Background: According to physicists, thermal conductivity (k) refers to the rate at which thermal energy and the interaction
of microparticles transfer energy from warmer to colder parts of the body. To maintain body temperature homeostasis under
changing conditions in the external or internal environment, macroscopic organisms should differ in their k of the body. The
objective of the study is to evaluate the k of the body in students from Kyrgyzstan, India, and China. Materials and Methods:
In this study, 600 students from various racial and ethnic groups attended institutions in Bishkek, Kyrgyzstan, including 200
students from each of the following groups: Kyrgyz, Indian, and Chinese. The Kyrgyz and Indian (Uttar Pradesh and Punjab,
India) students from the Kyrgyz State Medical Academy, the International Higher School of Medicine, and the Chinese
(Guangzhou Province, China) students from the Kyrgyz Pedagogical University in Bishkek, Kyrgyzstan, were studied to
determine if race or ethnicity could affect the k of the body.
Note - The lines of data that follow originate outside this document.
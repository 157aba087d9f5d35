//! Schema provider trait definition.

use async_trait::async_trait;

use super::SchemaDescriptor;

/// Trait for schema lookup services.
///
/// Read-only collaborator. A fetch failure maps to `SCHEMA_UNAVAILABLE`
/// and fails the pipeline invocation fast.
#[async_trait]
pub trait SchemaProvider: Send + Sync {
    /// Fetch the current schema from the data engine.
    async fn fetch_schema(&self) -> crate::error::Result<SchemaDescriptor>;
}
//! Text-generation service client.
//!
//! The pipeline treats the model as a stateless `complete(prompt) -> string`
//! collaborator. Production uses an OpenAI-compatible chat-completions
//! endpoint; tests substitute a deterministic stub.

mod api;
mod traits;

pub use api::ApiCompletionProvider;
pub use traits::CompletionProvider;
//! Data engine trait definitions.

use async_trait::async_trait;
use serde::{Deserialize, Serialize};
use std::time::Duration;

/// One result row: column name to scalar JSON value.
pub type Row = serde_json::Map<String, serde_json::Value>;

/// Raw rows returned by the engine, before executor normalization.
#[derive(Debug, Clone, Default, Serialize, Deserialize)]
pub struct EngineRows {
    /// Column names in result order.
    pub columns: Vec<String>,
    pub rows: Vec<Row>,
}

/// Trait for tabular data engines.
///
/// Engines are assumed to support read-only execution and to reject write
/// statements themselves as a second line of defense. Failures must map
/// into [`crate::error::ExecutionError`] categories; implementations never
/// panic across this boundary.
#[async_trait]
pub trait DataEngine: Send + Sync {
    /// Execute a single statement, bounded by `timeout` and `max_rows`.
    async fn run_query(
        &self,
        statement: &str,
        timeout: Duration,
        max_rows: usize,
    ) -> crate::error::Result<EngineRows>;
}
Results: There were significant differences between the values of
k among the students of India and China, Kyrgyzstan and China, while the alleged relationship between Indians and Kyrgyz
did not appear which indicates a possible similarity between the k of the bodies of two nationalities. Conclusion: Variation
was observed in the k of various national groups in comparison to one another. The Kyrgyz and Indian students have a
similar distribution of k values, but the Chinese students have a distinct pattern.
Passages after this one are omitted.